Exercise instructions: Please tally the lines of the records that contain "usize" and send back only the total.

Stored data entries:
▬▬▬▬▬▬
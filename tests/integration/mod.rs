//! Integration tests for the interpolation group coordinator

pub mod test_utils;

mod annotation_completion;
mod annotation_removal;
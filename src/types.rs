//! Core value types shared across the crate.

use serde::{Deserialize, Serialize};
use std::fmt;

/// A point or direction in patient/world space.
pub type Vec3 = [f64; 3];

/// Identifier shared by every member of one interpolation group.
#[derive(Debug, Clone, PartialEq, Eq, Hash, PartialOrd, Ord, Serialize, Deserialize)]
#[serde(transparent)]
pub struct InterpolationUid(String);

impl InterpolationUid {
    pub fn new(value: impl Into<String>) -> Self {
        Self(value.into())
    }

    pub fn as_str(&self) -> &str {
        &self.0
    }
}

impl fmt::Display for InterpolationUid {
    fn fmt(&self, f: &mut fmt::Formatter<'_>) -> fmt::Result {
        f.write_str(&self.0)
    }
}

impl From<&str> for InterpolationUid {
    fn from(value: &str) -> Self {
        Self::new(value)
    }
}

impl From<String> for InterpolationUid {
    fn from(value: String) -> Self {
        Self(value)
    }
}

/// Opaque dataset/viewport scope used to query the annotation store.
///
/// Only compared for equality and hashed; its contents are never interpreted.
#[derive(Debug, Clone, PartialEq, Eq, Hash, Serialize, Deserialize)]
#[serde(transparent)]
pub struct GroupSelector(String);

impl GroupSelector {
    pub fn new(value: impl Into<String>) -> Self {
        Self(value.into())
    }

    pub fn as_str(&self) -> &str {
        &self.0
    }
}

impl fmt::Display for GroupSelector {
    fn fmt(&self, f: &mut fmt::Formatter<'_>) -> fmt::Result {
        f.write_str(&self.0)
    }
}

fn sub(a: &Vec3, b: &Vec3) -> Vec3 {
    [a[0] - b[0], a[1] - b[1], a[2] - b[2]]
}

fn dot(a: &Vec3, b: &Vec3) -> f64 {
    a[0] * b[0] + a[1] * b[1] + a[2] * b[2]
}

/// Distance between two points after removing the component along `normal`.
///
/// A zero normal degrades to plain Euclidean distance.
pub fn in_plane_distance(a: &Vec3, b: &Vec3, normal: &Vec3) -> f64 {
    let d = sub(a, b);
    let n2 = dot(normal, normal);
    if n2 == 0.0 {
        return dot(&d, &d).sqrt();
    }
    let along = dot(&d, normal) / n2;
    let projected = [
        d[0] - along * normal[0],
        d[1] - along * normal[1],
        d[2] - along * normal[2],
    ];
    dot(&projected, &projected).sqrt()
}
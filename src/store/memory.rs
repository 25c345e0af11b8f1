//! In-memory annotation store keyed by (group selector, tool name).

use super::AnnotationStore;
use crate::annotation::{Annotation, AnnotationHandle};
use crate::error::StoreError;
use crate::types::GroupSelector;
use parking_lot::RwLock;
use std::collections::HashMap;
use std::sync::Arc;

type Bucket = Vec<AnnotationHandle>;

/// Insertion-ordered annotation store.
#[derive(Default)]
pub struct InMemoryAnnotationStore {
    buckets: RwLock<HashMap<(GroupSelector, String), Bucket>>,
}

impl InMemoryAnnotationStore {
    pub fn new() -> Self {
        Self::default()
    }

    /// Add an annotation to the `selector` context and return its handle.
    pub fn insert(&self, selector: &GroupSelector, annotation: Annotation) -> AnnotationHandle {
        let handle = annotation.into_handle();
        self.insert_handle(selector, Arc::clone(&handle));
        handle
    }

    pub fn insert_handle(&self, selector: &GroupSelector, handle: AnnotationHandle) {
        let tool_name = handle.read().tool_name.clone();
        self.buckets
            .write()
            .entry((selector.clone(), tool_name))
            .or_default()
            .push(handle);
    }

    /// Find an annotation by uid in any context.
    pub fn find(&self, annotation_uid: &str) -> Option<AnnotationHandle> {
        self.buckets
            .read()
            .values()
            .flat_map(|bucket| bucket.iter())
            .find(|h| h.read().annotation_uid == annotation_uid)
            .cloned()
    }

    /// Remove an annotation by uid, returning the removed handle.
    pub fn remove(&self, annotation_uid: &str) -> Result<AnnotationHandle, StoreError> {
        let mut buckets = self.buckets.write();
        for bucket in buckets.values_mut() {
            if let Some(pos) = bucket
                .iter()
                .position(|h| h.read().annotation_uid == annotation_uid)
            {
                return Ok(bucket.remove(pos));
            }
        }
        Err(StoreError::AnnotationNotFound(annotation_uid.to_string()))
    }

    /// Remove every annotation in one context matching `predicate`; returns how many.
    pub fn remove_where<F>(&self, selector: &GroupSelector, tool_name: &str, predicate: F) -> usize
    where
        F: Fn(&Annotation) -> bool,
    {
        let mut buckets = self.buckets.write();
        let Some(bucket) = buckets.get_mut(&(selector.clone(), tool_name.to_string())) else {
            return 0;
        };
        let before = bucket.len();
        bucket.retain(|h| !predicate(&h.read()));
        before - bucket.len()
    }

    /// Snapshot of every annotation, ordered by selector, tool name, then insertion.
    pub fn snapshot(&self) -> Vec<(GroupSelector, Annotation)> {
        let buckets = self.buckets.read();
        let mut keys: Vec<_> = buckets.keys().cloned().collect();
        keys.sort_by(|a, b| (a.0.as_str(), a.1.as_str()).cmp(&(b.0.as_str(), b.1.as_str())));
        keys.into_iter()
            .flat_map(|key| {
                buckets[&key]
                    .iter()
                    .map(|h| (key.0.clone(), h.read().clone()))
                    .collect::<Vec<_>>()
            })
            .collect()
    }

    pub fn len(&self) -> usize {
        self.buckets.read().values().map(Vec::len).sum()
    }

    pub fn is_empty(&self) -> bool {
        self.len() == 0
    }
}

impl AnnotationStore for InMemoryAnnotationStore {
    fn get_annotations(
        &self,
        tool_name: &str,
        selector: &GroupSelector,
    ) -> Result<Vec<AnnotationHandle>, StoreError> {
        Ok(self
            .buckets
            .read()
            .get(&(selector.clone(), tool_name.to_string()))
            .cloned()
            .unwrap_or_default())
    }
}
//! In-process event bus for annotation lifecycle events.
//!
//! Event sources emit into the bus from any thread; a single [`EventDispatcher`] drains it
//! in FIFO order, so every side effect of one event completes before the next is handled.

use std::sync::mpsc::{channel, Receiver, SendError, Sender};
use std::sync::Arc;

use tracing::{debug, error};

use crate::annotation::AnnotationHandle;
use crate::error::InterpolationError;
use crate::events::{AnnotationEvent, ChangeType};
use crate::manager::{InterpolationManager, Outcome};

#[derive(Clone)]
pub struct AnnotationEventBus {
    sender: Sender<AnnotationEvent>,
}

impl AnnotationEventBus {
    pub fn new_pair() -> (Self, Receiver<AnnotationEvent>) {
        let (sender, receiver) = channel();
        (Self { sender }, receiver)
    }

    pub fn emit(&self, event: AnnotationEvent) -> Result<(), SendError<AnnotationEvent>> {
        self.sender.send(event)
    }

    pub fn completed(&self, annotation: AnnotationHandle) -> Result<(), SendError<AnnotationEvent>> {
        self.emit(AnnotationEvent::completed(annotation))
    }

    pub fn modified(
        &self,
        annotation: AnnotationHandle,
        change_type: ChangeType,
    ) -> Result<(), SendError<AnnotationEvent>> {
        self.emit(AnnotationEvent::modified(annotation, change_type))
    }

    pub fn removed(&self, annotation: AnnotationHandle) -> Result<(), SendError<AnnotationEvent>> {
        self.emit(AnnotationEvent::removed(annotation))
    }
}

/// Routes bus events to the manager's handlers.
pub struct EventDispatcher {
    manager: Arc<InterpolationManager>,
    receiver: Receiver<AnnotationEvent>,
}

impl EventDispatcher {
    pub fn new(manager: Arc<InterpolationManager>, receiver: Receiver<AnnotationEvent>) -> Self {
        Self { manager, receiver }
    }

    pub fn manager(&self) -> &Arc<InterpolationManager> {
        &self.manager
    }

    /// Handle one event.
    pub fn dispatch(&self, event: &AnnotationEvent) -> Result<Outcome, InterpolationError> {
        let outcome = self.manager.handle(event)?;
        debug!(
            kind = event.kind(),
            annotation = %event.annotation().read().annotation_uid,
            ?outcome,
            "Dispatched annotation event"
        );
        Ok(outcome)
    }

    /// Handle every queued event without blocking.
    ///
    /// Collaborator failures are logged and do not stop the drain; the returned list holds
    /// one entry per event in arrival order.
    pub fn drain(&self) -> Vec<Result<Outcome, InterpolationError>> {
        self.receiver
            .try_iter()
            .map(|event| {
                let result = self.dispatch(&event);
                if let Err(e) = &result {
                    error!(kind = event.kind(), "Annotation event failed: {}", e);
                }
                result
            })
            .collect()
    }

    /// Block and handle events until every bus sender is dropped.
    pub fn run(&self) -> usize {
        let mut handled = 0;
        for event in self.receiver.iter() {
            if let Err(e) = self.dispatch(&event) {
                error!(kind = event.kind(), "Annotation event failed: {}", e);
            }
            handled += 1;
        }
        handled
    }
}
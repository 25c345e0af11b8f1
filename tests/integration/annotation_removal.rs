//! Integration tests for the deletion cascade

use crate::integration::test_utils::{contour, harness};
use contour_groups::manager::{Outcome, SkipReason};
use contour_groups::types::InterpolationUid;
use std::collections::BTreeSet;

#[test]
fn test_removing_keyframe_deletes_only_its_group() {
    let h = harness();
    h.draw(contour("u-low", 2, 1, (0.0, 0.0)));
    h.draw(contour("u-high", 6, 1, (0.0, 0.0)));
    h.draw(contour("v-low", 2, 2, (5.0, 5.0)));
    h.draw(contour("v-high", 6, 2, (5.0, 5.0)));
    let u = InterpolationUid::from("grp-1");
    let v = InterpolationUid::from("grp-2");
    assert_eq!(h.generated_slices(&u).len(), 3);
    assert_eq!(h.generated_slices(&v).len(), 3);

    let outcome = h.erase("u-high");

    assert_eq!(
        outcome,
        Outcome::Deleted {
            interpolation_uid: Some(u.clone())
        }
    );
    assert!(h.generated_slices(&u).is_empty());
    assert_eq!(h.generated_slices(&v).len(), 3);
    // Keyframes are never removed by the cascade
    assert!(h.store.find("u-low").is_some());
    assert!(h.store.find("v-high").is_some());
}

#[test]
fn test_removing_generated_member_does_not_cascade() {
    let h = harness();
    h.draw(contour("a", 2, 1, (0.0, 0.0)));
    h.draw(contour("b", 8, 1, (0.0, 0.0)));
    let u = InterpolationUid::from("grp-1");

    let outcome = h.erase("grp-1-gen-5");

    assert_eq!(outcome, Outcome::Ignored(SkipReason::AutoGenerated));
    assert_eq!(h.engine.delete_calls(), 0);
    assert_eq!(h.generated_slices(&u), BTreeSet::from([3, 4, 6, 7]));
}

#[test]
fn test_removing_annotation_outside_any_context_is_ignored() {
    let h = harness();
    let mut stray = contour("a", 2, 1, (0.0, 0.0)).with_interpolation_uid("U");
    stray.metadata.as_mut().unwrap().frame_of_reference = "unknown".to_string();
    h.store.insert(&h.ctx, stray);

    assert_eq!(h.erase("a"), Outcome::Ignored(SkipReason::NoContext));
    assert_eq!(h.engine.delete_calls(), 0);
}
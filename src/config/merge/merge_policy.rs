//! Merge rules: defaults, override order, conflict handling.

use config::Config;
use config::ConfigBuilder;
use config::ConfigError;

/// Create a Config builder with merge policy defaults applied.
pub fn builder_with_defaults() -> Result<ConfigBuilder<config::builder::DefaultState>, ConfigError>
{
    Config::builder()
        .set_default("tools.registered", Vec::<String>::new())?
        .set_default("grouping.match_segmentation_id", true)?
        .set_default("grouping.exclude_same_slice_keyframes", true)?
        .set_default("logging.level", "info")?
        .set_default("logging.format", "text")?
        .set_default("logging.output", "stderr")
}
▬▬▬▬▬▬
Result of this task: 3